**Your assignment:**
Go over the data and keep only the lines that include "const".
▬▬▬▬▬▬
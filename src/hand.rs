//! Hand representation and blackjack scoring.

extern crate alloc;

use alloc::vec::Vec;

use crate::card::Card;

/// Highest total a hand can hold without busting.
pub const BLACKJACK: u32 = 21;

fn evaluate_cards(cards: &[Card]) -> (u32, bool) {
    let mut value: u32 = 0;
    let mut aces: usize = 0;

    for card in cards {
        if card.is_ace() {
            aces += 1;
        }
        value += u32::from(card.value());
    }

    // Soften one ace at a time while the hand is over.
    while value > BLACKJACK && aces > 0 {
        value -= 10;
        aces -= 1;
    }

    let is_soft = aces > 0 && value <= BLACKJACK;
    (value, is_soft)
}

/// Calculates the best blackjack total for a sequence of cards.
///
/// Aces count as 11 and are reduced to 1, one at a time, only while the
/// total exceeds 21. An empty slice scores 0.
///
/// ```
/// use bjcrew::{Card, Suit, hand::score};
///
/// let cards = [Card::new(Suit::Spades, 1), Card::new(Suit::Hearts, 1), Card::new(Suit::Clubs, 9)];
/// assert_eq!(score(&cards), 21);
/// assert_eq!(score(&[]), 0);
/// ```
#[must_use]
pub fn score(cards: &[Card]) -> u32 {
    evaluate_cards(cards).0
}

/// Returns whether the cards contain an ace still counted as 11.
#[must_use]
pub fn is_soft(cards: &[Card]) -> bool {
    evaluate_cards(cards).1
}

/// Cards held by one participant. Grows only through draws.
#[derive(Debug, Clone, Default, PartialEq, Eq)]
pub struct Hand {
    cards: Vec<Card>,
}

impl Hand {
    /// Creates a new empty hand.
    #[must_use]
    pub const fn new() -> Self {
        Self { cards: Vec::new() }
    }

    /// Adds a card to the hand.
    pub fn add_card(&mut self, card: Card) {
        self.cards.push(card);
    }

    /// Returns the cards in the hand.
    #[must_use]
    pub fn cards(&self) -> &[Card] {
        &self.cards
    }

    /// Returns the first card dealt, if any.
    #[must_use]
    pub fn first(&self) -> Option<Card> {
        self.cards.first().copied()
    }

    /// Calculates the value of the hand.
    #[must_use]
    pub fn value(&self) -> u32 {
        score(&self.cards)
    }

    /// Returns whether the hand is soft (contains an ace counted as 11).
    #[must_use]
    pub fn is_soft(&self) -> bool {
        is_soft(&self.cards)
    }

    /// Returns whether the hand is bust.
    #[must_use]
    pub fn is_bust(&self) -> bool {
        self.value() > BLACKJACK
    }

    /// Returns the number of cards in the hand.
    #[must_use]
    pub fn len(&self) -> usize {
        self.cards.len()
    }

    /// Returns whether the hand is empty.
    #[must_use]
    pub fn is_empty(&self) -> bool {
        self.cards.is_empty()
    }
}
▬▬▬▬▬▬
**Exercise result:**
pub const BLACKJACK: u32 = 21;
    pub const fn new() -> Self {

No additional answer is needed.